Awangarda, rewolucja i kapitaliki

Artysta, pisarz, autor plakatów, charyzmatyczny mówca. Reformator. Wbrew pozorom mowa nie o Marcinie Wisze, lecz głównym bohaterze jego najnowszej książki, Kazimierzu Malewiczu. Albo jednym z głównych bohaterów, wszak równie ważna jest w tej quasi-biografii Rosja Radziecka. A może w tym wszystkim chodzi o samą sztukę, jej cele i jej recepcję?

. - grafika artykułu
Marcin Wicha, fot. Mikołaj Starzyński

Na to pytanie trudno odpowiedzieć. Na szczęście wkrótce będziemy mogli je zadać właściwej osobie. CK Zamek zaprasza bowiem na spotkanie z Wichą i jego Kierunkiem zwiedzania już w najbliższy czwartek.

Malewicz, czyli kto?

No bo kim właściwie był autor Czarnego kwadratu na białym tle (a raczej kwadratów)? Wizjonerem, który chciał zdewaulować dorobek światowego malarstwa minionych epok? Artystą oświeconym, uwalniającym ludzkość od przestarzałej kultury, nieprzystającej do epoki wielkich zmian? A może... szaleńcem? Wicha bawi się z czytelnikiem (albo czytelnikiem?), podsuwając różne tropy, co rusz odkrywając przed nim inną perspektywę. Zdaje się, że robi wszystko, aby postać ojca suprematyzmu pozostała możliwe trudna do odczytania. Natchniona, a jednocześnie do bólu ludzka, pyszna i niekiedy małostkowa. Wszystko to spaja siła wyższa w postaci ironicznego przewodnika po wyimaginowanej wystawie dotyczącej życia i twórczości malarza. Oprowadzający-Wicha bombarduje czytelnika kapitalikami, wyznaczając tytułowy kierunek zwiedzania. Ponownie troszkę też pławi się w tej całej typografii. Wychodzi z tego książką fascynująca. Ale może i nieco męcząca?

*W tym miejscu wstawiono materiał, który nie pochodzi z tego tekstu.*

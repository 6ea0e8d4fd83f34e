//! The transform engine.
//!
//! A [`Stage`] wraps a [`TransformImpl`] with one sink and one source pad
//! and supplies everything around the semantic hooks:
//!
//! - **Negotiation**: turns fixed caps arriving on either pad into fixed caps
//!   for the other pad, then configures the stage
//! - **Unit-size cache**: two identity-keyed slots memoizing `unit_size`
//! - **Allocator binding**: picks the output pool for the negotiated format
//! - **Dispatch**: routes each buffer through passthrough, in-place or copy
//! - **QoS**: drops buffers that would arrive too late
//!
//! # Locking
//!
//! Two mutexes, always taken in this order:
//!
//! 1. the *stream lock* (`StreamState`), held across `negotiate`,
//!    `configure` and the whole of `process`
//! 2. the *object lock* (`ObjectState`), guarding flags, the cache and QoS
//!    state; never held while calling a peer or a hook
//!
//! Caps and accept queries only take the object lock, so they never wait on
//! the data path.
//!
//! # Example
//!
//! ```rust
//! use parallax_transform::prelude::*;
//!
//! let stage = Stage::new(Identity::new(), StageConfig::default());
//! let caps = Caps::builder("audio/x-raw").field("rate", 48000).build();
//!
//! stage.negotiate(PadDirection::Input, &caps).unwrap();
//! assert!(stage.is_passthrough());
//!
//! let out = stage.process(Buffer::from_slice(&[1, 2, 3], Metadata::new())).unwrap();
//! assert_eq!(out.unwrap().as_bytes(), &[1, 2, 3]);
//! ```

mod allocation;
mod config;
mod dispatch;
mod negotiate;
mod qos;
mod size;

pub use allocation::{AllocationBinding, PoolSource};
pub use config::StageConfig;
pub use qos::QosStats;

use crate::element::{
    AllocationQuery, Pad, PadDirection, PadPeer, PeerLink, TransformImpl, TransformMode,
};
use crate::error::Result;
use crate::event::{Event, QosObserver, UpstreamEvent};
use crate::format::Caps;
use crate::memory::BufferPool;
use crate::observability::StageMetrics;
use crate::segment::Segment;
use qos::QosState;
use size::UnitSizeCache;
use std::sync::atomic::{AtomicBool, Ordering};
use std::sync::{Arc, Mutex, MutexGuard, PoisonError};
use tracing::debug;

/// Data-path state, guarded by the stream lock.
struct StreamState {
    binding: AllocationBinding,
    segment: Segment,
}

/// Flags, cache and QoS, guarded by the object lock.
struct ObjectState {
    passthrough: bool,
    in_place: bool,
    negotiated: bool,
    delay_configure: bool,
    pending_configure: bool,
    prefer_passthrough: bool,
    gap_aware: bool,
    have_same_caps: bool,
    discont_pending: bool,
    cache: UnitSizeCache,
    qos: QosState,
    /// Clone of the bound pool so flushing can reach it without the stream lock.
    active_pool: Option<Arc<dyn BufferPool>>,
    suggestion: Option<Caps>,
    suggested_size: Option<usize>,
}

/// A single-input/single-output transform stage.
pub struct Stage<T: TransformImpl> {
    name: String,
    imp: T,
    sink: Pad,
    src: Pad,
    config: StageConfig,
    stream: Mutex<StreamState>,
    state: Mutex<ObjectState>,
    negotiating: AtomicBool,
    observer: Mutex<Option<Arc<dyn QosObserver>>>,
    metrics: StageMetrics,
}

impl<T: TransformImpl> Stage<T> {
    /// Create a stage around `imp`.
    pub fn new(imp: T, config: StageConfig) -> Arc<Self> {
        let name = config.name.clone().unwrap_or_else(|| default_name::<T>());
        let sink = Pad::sink(imp.sink_template());
        let src = Pad::src(imp.src_template());
        let state = ObjectState {
            passthrough: T::MODE == TransformMode::Passthrough,
            in_place: T::MODE == TransformMode::AlwaysInPlace,
            negotiated: false,
            delay_configure: config.delay_configure,
            pending_configure: false,
            prefer_passthrough: config.prefer_passthrough,
            gap_aware: config.gap_aware,
            have_same_caps: false,
            discont_pending: false,
            cache: UnitSizeCache::default(),
            qos: QosState::new(config.qos),
            active_pool: None,
            suggestion: None,
            suggested_size: None,
        };
        debug!(stage = %name, mode = ?T::MODE, "created stage");
        Arc::new(Self {
            metrics: StageMetrics::new(&name),
            name,
            imp,
            sink,
            src,
            config,
            stream: Mutex::new(StreamState {
                binding: AllocationBinding::default(),
                segment: Segment::default(),
            }),
            state: Mutex::new(state),
            negotiating: AtomicBool::new(false),
            observer: Mutex::new(None),
        })
    }

    fn lock_stream(&self) -> MutexGuard<'_, StreamState> {
        self.stream.lock().unwrap_or_else(PoisonError::into_inner)
    }

    fn lock_state(&self) -> MutexGuard<'_, ObjectState> {
        self.state.lock().unwrap_or_else(PoisonError::into_inner)
    }

    fn pad(&self, direction: PadDirection) -> &Pad {
        match direction {
            PadDirection::Input => &self.sink,
            PadDirection::Output => &self.src,
        }
    }

    /// Stage name.
    pub fn name(&self) -> &str {
        &self.name
    }

    /// The wrapped implementation.
    pub fn imp(&self) -> &T {
        &self.imp
    }

    /// The input pad.
    pub fn sink_pad(&self) -> &Pad {
        &self.sink
    }

    /// The output pad.
    pub fn src_pad(&self) -> &Pad {
        &self.src
    }

    /// Caps negotiated on the input pad.
    pub fn sink_caps(&self) -> Option<Caps> {
        self.sink.caps()
    }

    /// Caps negotiated on the output pad.
    pub fn src_caps(&self) -> Option<Caps> {
        self.src.caps()
    }

    /// Link the input pad to `pad` on an upstream neighbour.
    pub fn set_sink_peer(&self, peer: &Arc<dyn PadPeer>, pad: PadDirection) {
        self.sink.set_peer(PeerLink::new(peer, pad));
    }

    /// Link the output pad to `pad` on a downstream neighbour.
    pub fn set_src_peer(&self, peer: &Arc<dyn PadPeer>, pad: PadDirection) {
        self.src.set_peer(PeerLink::new(peer, pad));
    }

    /// Install the receiver of QoS drop reports.
    pub fn set_qos_observer(&self, observer: Arc<dyn QosObserver>) {
        *self.observer.lock().unwrap_or_else(PoisonError::into_inner) = Some(observer);
    }

    /// Whether the last negotiation succeeded.
    pub fn is_negotiated(&self) -> bool {
        self.lock_state().negotiated
    }

    /// Whether buffers currently pass through untouched.
    pub fn is_passthrough(&self) -> bool {
        self.lock_state().passthrough
    }

    /// Force passthrough on or off.
    ///
    /// Passthrough cannot be disabled for [`TransformMode::Passthrough`]
    /// transforms. A change renegotiates at the next buffer so the output
    /// allocation follows.
    pub fn set_passthrough(&self, passthrough: bool) {
        let changed = {
            let mut st = self.lock_state();
            let old = st.passthrough;
            st.passthrough = passthrough || T::MODE == TransformMode::Passthrough;
            old != st.passthrough
        };
        if changed {
            debug!(stage = %self.name, passthrough, "passthrough changed");
            self.src.mark_reconfigure();
        }
    }

    /// Whether buffers are modified in place.
    pub fn is_in_place(&self) -> bool {
        self.lock_state().in_place
    }

    /// Request in-place processing on or off.
    ///
    /// Enabling only takes effect if the transform has an in-place hook,
    /// disabling only if it has a copying hook.
    pub fn set_in_place(&self, in_place: bool) {
        set_in_place_locked::<T>(&mut self.lock_state(), in_place);
    }

    /// Skip the transform hooks for GAP-flagged buffers.
    pub fn set_gap_aware(&self, gap_aware: bool) {
        self.lock_state().gap_aware = gap_aware;
    }

    /// Prefer offering the peer's caps unchanged in caps queries.
    pub fn set_prefer_passthrough(&self, prefer: bool) {
        self.lock_state().prefer_passthrough = prefer;
    }

    /// Defer `configure` to the next buffer after negotiating.
    pub fn set_delay_configure(&self, delay: bool) {
        self.lock_state().delay_configure = delay;
    }

    /// Re-run `configure` with the current caps before the next buffer.
    pub fn reconfigure(&self) {
        self.lock_state().pending_configure = true;
    }

    /// Renegotiate from the current input caps before the next buffer.
    pub fn reconfigure_src(&self) {
        self.src.mark_reconfigure();
    }

    /// Ask upstream to renegotiate towards `caps` and/or `size`.
    ///
    /// The suggestion is offered first in input caps queries. Returns whether
    /// upstream handled the reconfigure request.
    pub fn suggest(&self, caps: Option<Caps>, size: Option<usize>) -> bool {
        {
            let mut st = self.lock_state();
            st.suggestion = caps;
            st.suggested_size = size;
        }
        debug!(stage = %self.name, ?size, "suggesting new input format");
        match self.sink.peer() {
            Some((peer, pad)) => peer.upstream_event(pad, UpstreamEvent::Reconfigure),
            None => false,
        }
    }

    /// The most recent size suggestion.
    pub fn suggested_size(&self) -> Option<usize> {
        self.lock_state().suggested_size
    }

    /// Snapshot of the output allocation.
    ///
    /// Takes the stream lock, so this waits for an in-flight buffer.
    pub fn allocation(&self) -> AllocationBinding {
        self.lock_stream().binding.clone()
    }

    /// Handle an event arriving on the input pad.
    ///
    /// Returns the event to forward downstream. Caps events are replaced by
    /// the negotiated output caps.
    pub fn sink_event(&self, event: Event) -> Result<Option<Event>> {
        match event {
            Event::Caps(caps) => {
                self.negotiate(PadDirection::Input, &caps)?;
                Ok(self.src.caps().map(Event::Caps))
            }
            Event::Segment(segment) => {
                debug!(stage = %self.name, ?segment, "new segment");
                self.set_segment(segment.clone());
                Ok(Some(Event::Segment(segment)))
            }
            Event::FlushStart => {
                self.sink.set_flushing(true);
                let pool = self.lock_state().active_pool.clone();
                if let Some(pool) = pool {
                    pool.set_flushing(true);
                }
                Ok(Some(Event::FlushStart))
            }
            Event::FlushStop(stop) => {
                self.sink.set_flushing(false);
                let pool = {
                    let mut st = self.lock_state();
                    st.qos.reset();
                    st.discont_pending = true;
                    st.active_pool.clone()
                };
                if let Some(pool) = pool {
                    pool.set_flushing(false);
                }
                if stop.reset_time {
                    self.set_segment(Segment::default());
                }
                Ok(Some(Event::FlushStop(stop)))
            }
            other => Ok(Some(other)),
        }
    }

    fn set_segment(&self, segment: Segment) {
        let mut stream = self.lock_stream();
        self.lock_state().qos.segment = segment.clone();
        stream.segment = segment;
    }
}

fn set_in_place_locked<T: TransformImpl>(st: &mut ObjectState, in_place: bool) {
    if in_place && T::MODE.has_transform_ip() {
        st.in_place = true;
    } else if !in_place && T::MODE.has_transform() {
        st.in_place = false;
    }
}

fn default_name<T>() -> String {
    let full = std::any::type_name::<T>();
    let short = full.rsplit("::").next().unwrap_or(full);
    short.to_ascii_lowercase()
}

/// Clears the negotiating flag when negotiation ends, on every exit path.
struct NegotiatingGuard<'a>(&'a AtomicBool);

impl<'a> NegotiatingGuard<'a> {
    fn enter(flag: &'a AtomicBool) -> Self {
        flag.store(true, Ordering::SeqCst);
        Self(flag)
    }
}

impl Drop for NegotiatingGuard<'_> {
    fn drop(&mut self) {
        self.0.store(false, Ordering::SeqCst);
    }
}

impl<T: TransformImpl> PadPeer for Stage<T> {
    fn query_caps(&self, pad: PadDirection, filter: Option<&Caps>) -> Caps {
        Stage::query_caps(self, pad, filter)
    }

    fn accept_caps(&self, pad: PadDirection, caps: &Caps) -> bool {
        Stage::accept_caps(self, pad, caps)
    }

    fn is_negotiating(&self, _pad: PadDirection) -> bool {
        self.negotiating.load(Ordering::SeqCst)
    }

    fn propose_allocation(&self, pad: PadDirection, query: &mut AllocationQuery) -> bool {
        if pad != PadDirection::Input {
            return false;
        }
        if self.is_passthrough() {
            // The buffers we are asked about come straight back out.
            return match self.src.peer() {
                Some((peer, peer_pad)) => peer.propose_allocation(peer_pad, query),
                None => false,
            };
        }
        true
    }

    fn upstream_event(&self, pad: PadDirection, event: UpstreamEvent) -> bool {
        if pad != PadDirection::Output {
            return false;
        }
        match &event {
            UpstreamEvent::Qos(qos) => self.update_qos(qos.proportion, qos.diff, qos.timestamp),
            UpstreamEvent::Reconfigure => self.src.mark_reconfigure(),
        }
        if let Some((peer, peer_pad)) = self.sink.peer() {
            peer.upstream_event(peer_pad, event);
        }
        true
    }
}

impl<T: TransformImpl> std::fmt::Debug for Stage<T> {
    fn fmt(&self, f: &mut std::fmt::Formatter<'_>) -> std::fmt::Result {
        let st = self.lock_state();
        f.debug_struct("Stage")
            .field("name", &self.name)
            .field("mode", &T::MODE)
            .field("negotiated", &st.negotiated)
            .field("passthrough", &st.passthrough)
            .field("in_place", &st.in_place)
            .finish()
    }
}

/// Link `upstream`'s output pad to `downstream`'s input pad.
///
/// Both stages keep only weak references to each other.
pub fn link<A: TransformImpl, B: TransformImpl>(upstream: &Arc<Stage<A>>, downstream: &Arc<Stage<B>>) {
    let up: Arc<dyn PadPeer> = upstream.clone();
    let down: Arc<dyn PadPeer> = downstream.clone();
    upstream.set_src_peer(&down, PadDirection::Input);
    downstream.set_sink_peer(&up, PadDirection::Output);
}
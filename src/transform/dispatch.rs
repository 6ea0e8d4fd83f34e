//! Per-buffer dispatch.

use super::{Stage, StreamState};
use crate::buffer::Buffer;
use crate::element::{PadDirection, TransformImpl};
use crate::error::{Error, Result};
use crate::memory::BufferPool;
use crate::observability::{span_stage, trace_buffer_processed, trace_error};
use tracing::{debug, warn};

/// Which of the three processing paths a buffer took.
#[derive(Debug, Clone, Copy, PartialEq, Eq)]
enum Path {
    Passthrough,
    InPlace,
    Copy,
}

impl Path {
    fn as_str(self) -> &'static str {
        match self {
            Path::Passthrough => "passthrough",
            Path::InPlace => "in_place",
            Path::Copy => "copy",
        }
    }
}

impl<T: TransformImpl> Stage<T> {
    /// Run one input buffer through the stage.
    ///
    /// Returns `Ok(None)` when QoS dropped the buffer. Buffers leave in the
    /// order they arrived; the stream lock is held for the whole call.
    ///
    /// # Errors
    ///
    /// - [`Error::Flushing`] between `FlushStart` and `FlushStop`
    /// - [`Error::NotNegotiated`] before a successful negotiation
    /// - [`Error::NotSupported`] when the current mode needs a hook the
    ///   transform does not have
    /// - size and hook errors from the transform itself
    pub fn process(&self, buffer: Buffer) -> Result<Option<Buffer>> {
        let mut stream = self.lock_stream();
        let _span = self
            .config
            .tracing
            .buffer_spans
            .then(|| span_stage(&self.name, std::any::type_name::<T>()).entered());
        let _timer = self.metrics.start_timer();

        let result = self.process_locked(&mut stream, buffer);
        if let Err(e) = &result {
            trace_error(&self.name, e);
        }
        result
    }

    fn process_locked(&self, stream: &mut StreamState, buffer: Buffer) -> Result<Option<Buffer>> {
        if self.sink.is_flushing() {
            return Err(Error::Flushing);
        }

        if self.src.check_reconfigure() {
            if let Some(caps) = self.sink.caps() {
                debug!(stage = %self.name, "renegotiating before buffer");
                let done = self.negotiate_locked(stream, PadDirection::Input, &caps);
                // Keep the mark until a renegotiation actually completes.
                if !matches!(done, Ok(true)) {
                    self.src.mark_reconfigure();
                }
                done?;
            }
        }

        let (negotiated, pending) = {
            let st = self.lock_state();
            (st.negotiated, st.pending_configure)
        };
        if !negotiated {
            return Err(Error::NotNegotiated);
        }
        if pending {
            self.apply_pending_configure(stream)?;
        }

        self.imp.before_transform(&buffer);

        if self.check_qos(stream, &buffer) {
            return Ok(None);
        }

        let (passthrough, in_place, gap_aware) = {
            let st = self.lock_state();
            (st.passthrough, st.in_place, st.gap_aware)
        };
        let skip = gap_aware && buffer.metadata().flags.is_gap();

        let (path, mut output) = if passthrough {
            if T::TRANSFORM_IP_ON_PASSTHROUGH && !skip {
                self.imp.transform_ip_passthrough(&buffer)?;
            }
            (Path::Passthrough, buffer)
        } else if in_place {
            (Path::InPlace, self.run_in_place(buffer, skip)?)
        } else {
            (Path::Copy, self.run_copy(stream, &buffer, skip)?)
        };

        let discont = {
            let mut st = self.lock_state();
            st.qos.processed += 1;
            std::mem::take(&mut st.discont_pending)
        };
        if discont {
            output.metadata_mut().flags.set_discont(true);
        }

        self.metrics.record_processed();
        trace_buffer_processed(&self.name, path.as_str(), output.len(), output.metadata().sequence);
        Ok(Some(output))
    }

    fn run_in_place(&self, buffer: Buffer, skip: bool) -> Result<Buffer> {
        if !T::MODE.has_transform_ip() {
            return Err(Error::NotSupported("transform_ip"));
        }
        if skip {
            return Ok(buffer);
        }
        let mut buffer = if buffer.is_writable() {
            buffer
        } else {
            debug!(stage = %self.name, "input not writable, copying for in-place transform");
            buffer.copy_deep()?
        };
        self.imp.transform_ip(&mut buffer)?;
        Ok(buffer)
    }

    fn run_copy(&self, stream: &mut StreamState, input: &Buffer, skip: bool) -> Result<Buffer> {
        if !T::MODE.has_transform() {
            return Err(Error::NotSupported("transform"));
        }
        let (Some(incaps), Some(outcaps)) = (self.sink.caps(), self.src.caps()) else {
            return Err(Error::NotNegotiated);
        };
        let size = self.transform_size(PadDirection::Input, &incaps, input.len(), &outcaps)?;

        let mut output = self.allocate_output(stream, size)?;
        self.imp.copy_metadata(input, &mut output);
        if !skip {
            self.imp.transform(input, &mut output)?;
        }
        Ok(output)
    }

    /// An output buffer of exactly `size` bytes.
    ///
    /// Uses the bound pool when its buffers are big enough; a local pool is
    /// grown to fit first. A pool failure other than flushing falls back to
    /// one ad hoc allocation.
    fn allocate_output(&self, stream: &mut StreamState, size: usize) -> Result<Buffer> {
        if let Err(e) = self.grow_local_pool(stream, size) {
            warn!(stage = %self.name, error = %e, "failed to grow local pool");
        }
        let Some(pool) = stream.binding.pool().filter(|p| p.config().size >= size) else {
            return Buffer::allocate(size);
        };

        match acquire_sized(&**pool, size) {
            Ok(buffer) => Ok(buffer),
            Err(Error::Flushing) => Err(Error::Flushing),
            Err(e) => {
                warn!(stage = %self.name, pool = %pool.name(), error = %e, "pool allocation failed, allocating ad hoc");
                self.metrics.record_fallback();
                Buffer::allocate(size)
            }
        }
    }
}

fn acquire_sized(pool: &dyn BufferPool, size: usize) -> Result<Buffer> {
    let mut buffer = pool.acquire()?;
    buffer.set_len(size)?;
    Ok(buffer)
}
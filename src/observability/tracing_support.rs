//! Tracing integration for structured logging and spans.

use crate::element::PadDirection;
use tracing::{Level, Span, span};

/// Configuration for tracing behavior.
#[derive(Debug, Clone)]
pub struct TracingConfig {
    /// Whether to create spans around negotiation.
    pub negotiation_spans: bool,
    /// Whether to create a span per dispatched buffer.
    pub buffer_spans: bool,
}

impl Default for TracingConfig {
    fn default() -> Self {
        Self {
            negotiation_spans: true,
            buffer_spans: false, // Can be expensive
        }
    }
}

impl TracingConfig {
    /// Enable all spans.
    pub fn all() -> Self {
        Self {
            negotiation_spans: true,
            buffer_spans: true,
        }
    }

    /// Disable all spans.
    pub fn none() -> Self {
        Self {
            negotiation_spans: false,
            buffer_spans: false,
        }
    }
}

/// Create a span for a stage's buffer processing.
///
/// # Example
///
/// ```rust
/// use parallax_transform::observability::span_stage;
///
/// let span = span_stage("volume0", "Volume");
/// let _guard = span.enter();
/// ```
#[inline]
pub fn span_stage(stage: &str, stage_type: &str) -> Span {
    span!(Level::TRACE, "stage", stage = %stage, stage_type = %stage_type)
}

/// Create a span for one negotiation attempt.
#[inline]
pub fn span_negotiation(stage: &str, direction: PadDirection) -> Span {
    span!(Level::DEBUG, "negotiate", stage = %stage, direction = ?direction)
}

/// Log a buffer leaving the stage.
#[inline]
pub fn trace_buffer_processed(stage: &str, path: &str, size: usize, sequence: u64) {
    tracing::trace!(
        stage = %stage,
        path = %path,
        size = size,
        sequence = sequence,
        "buffer processed"
    );
}

/// Log a dispatch error. The error is still returned to the caller.
#[inline]
pub fn trace_error(stage: &str, error: &dyn std::error::Error) {
    tracing::debug!(stage = %stage, error = %error, "buffer dispatch failed");
}

#[cfg(test)]
mod tests {
    use super::*;

    #[test]
    fn test_tracing_config() {
        let config = TracingConfig::default();
        assert!(config.negotiation_spans);
        assert!(!config.buffer_spans);
        assert!(TracingConfig::all().buffer_spans);
        assert!(!TracingConfig::none().negotiation_spans);
    }

    #[test]
    fn test_span_creation() {
        let _span = span_stage("stage0", "Identity");
        let _span = span_negotiation("stage0", PadDirection::Input);
    }

    #[test]
    fn test_trace_functions() {
        trace_buffer_processed("stage0", "copy", 100, 0);
        trace_error("stage0", &crate::error::Error::NotNegotiated);
    }
}
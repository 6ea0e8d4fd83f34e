//! Buffer metadata types.

use crate::clock::ClockTime;

/// Flags indicating buffer properties.
#[derive(Debug, Clone, Copy, Default, PartialEq, Eq)]
pub struct BufferFlags {
    /// Buffer does not continue the previous one (after a drop, flush or seek).
    pub discont: bool,
    /// Buffer stands in for missing data; its contents are not meaningful.
    pub gap: bool,
    /// Buffer was captured from a live source.
    pub live: bool,
    /// Buffer is corrupted or incomplete.
    pub corrupted: bool,
    /// Buffer cannot be decoded on its own.
    pub delta_unit: bool,
    /// Buffer may be dropped without harm.
    pub droppable: bool,
}

impl BufferFlags {
    /// Set the discont flag.
    pub fn set_discont(&mut self, value: bool) {
        self.discont = value;
    }

    /// Check if discont flag is set.
    pub fn is_discont(&self) -> bool {
        self.discont
    }

    /// Set the gap flag.
    pub fn set_gap(&mut self, value: bool) {
        self.gap = value;
    }

    /// Check if gap flag is set.
    pub fn is_gap(&self) -> bool {
        self.gap
    }
}

/// Metadata associated with a buffer.
///
/// Timestamps are unset (`None`) unless the producer knows them.
#[derive(Debug, Clone, Default, PartialEq, Eq)]
pub struct Metadata {
    /// Presentation timestamp.
    pub pts: Option<ClockTime>,

    /// Decode timestamp.
    pub dts: Option<ClockTime>,

    /// Duration of this buffer's content.
    pub duration: Option<ClockTime>,

    /// Media-specific offset (e.g. first sample index).
    pub offset: Option<u64>,

    /// Media-specific end offset.
    pub offset_end: Option<u64>,

    /// Monotonic sequence number within a stream.
    pub sequence: u64,

    /// Buffer flags.
    pub flags: BufferFlags,
}

impl Metadata {
    /// Create new metadata with default values.
    pub fn new() -> Self {
        Self::default()
    }

    /// Create metadata with a sequence number.
    pub fn with_sequence(sequence: u64) -> Self {
        Self {
            sequence,
            ..Default::default()
        }
    }

    /// Set the presentation timestamp.
    pub fn with_pts(mut self, pts: ClockTime) -> Self {
        self.pts = Some(pts);
        self
    }

    /// Set the duration.
    pub fn with_duration(mut self, duration: ClockTime) -> Self {
        self.duration = Some(duration);
        self
    }

    /// Set the offsets.
    pub fn with_offsets(mut self, offset: u64, offset_end: u64) -> Self {
        self.offset = Some(offset);
        self.offset_end = Some(offset_end);
        self
    }

    /// Mark as a gap.
    pub fn with_gap(mut self) -> Self {
        self.flags.gap = true;
        self
    }

    /// Mark as discontinuous.
    pub fn with_discont(mut self) -> Self {
        self.flags.discont = true;
        self
    }

    /// Copy timestamps, offsets, sequence and flags from `other`.
    pub fn copy_from(&mut self, other: &Metadata) {
        self.clone_from(other);
    }
}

O awangardzie... i o wszystkim innym

Wicha zdecydował się na krok ryzykowny. Bo oto po dwóch książkach, które wręcz czytały się same (nie dłużej niż parę godzin), powrócił z materiałem trudniejszym, wymagającym pewnego rozeznania w realiach polityczno-społecznych pierwszej połowy XX wieku i przynajmniej podstawowej wiedzy z zakresu historii sztuki. Nie znaczy to oczywiście, że poprzednie pozycje Wichy - zwłaszcza bardzo emocjonalne Rzeczy, których nie wyrzuciłem - unikały tematów najtrudniejszych. Autor udowodnił już bowiem, że jego pióro nie traci lekkości nawet obciążone bardzo podniosłą tematyką. Tym razem jednak zaproponował swoim odbiorcom książkę wybitnie (może aż nazbyt?) syntetyczną. Postanowił okiełznać, na nieco ponad 200 stronach, nie tylko Malewicza i awangardę, lecz także całą porewolucyjną Rosję. A wszystko to okrasić żartem i niezawoalowaną krytyką ponowoczesnego odbiorcy kultury. Czy przypadkiem tym razem zamiłowanie autora do literackiego minimalizmu nie odbiło się negatywnie na spójności książki? A może laureat "Nike" odniósł kolejny artystyczny sukces, ustanawiając nowy standard międzygatunkowości? Zastanówmy się i przygotujmy do czwartkowej dyskusji.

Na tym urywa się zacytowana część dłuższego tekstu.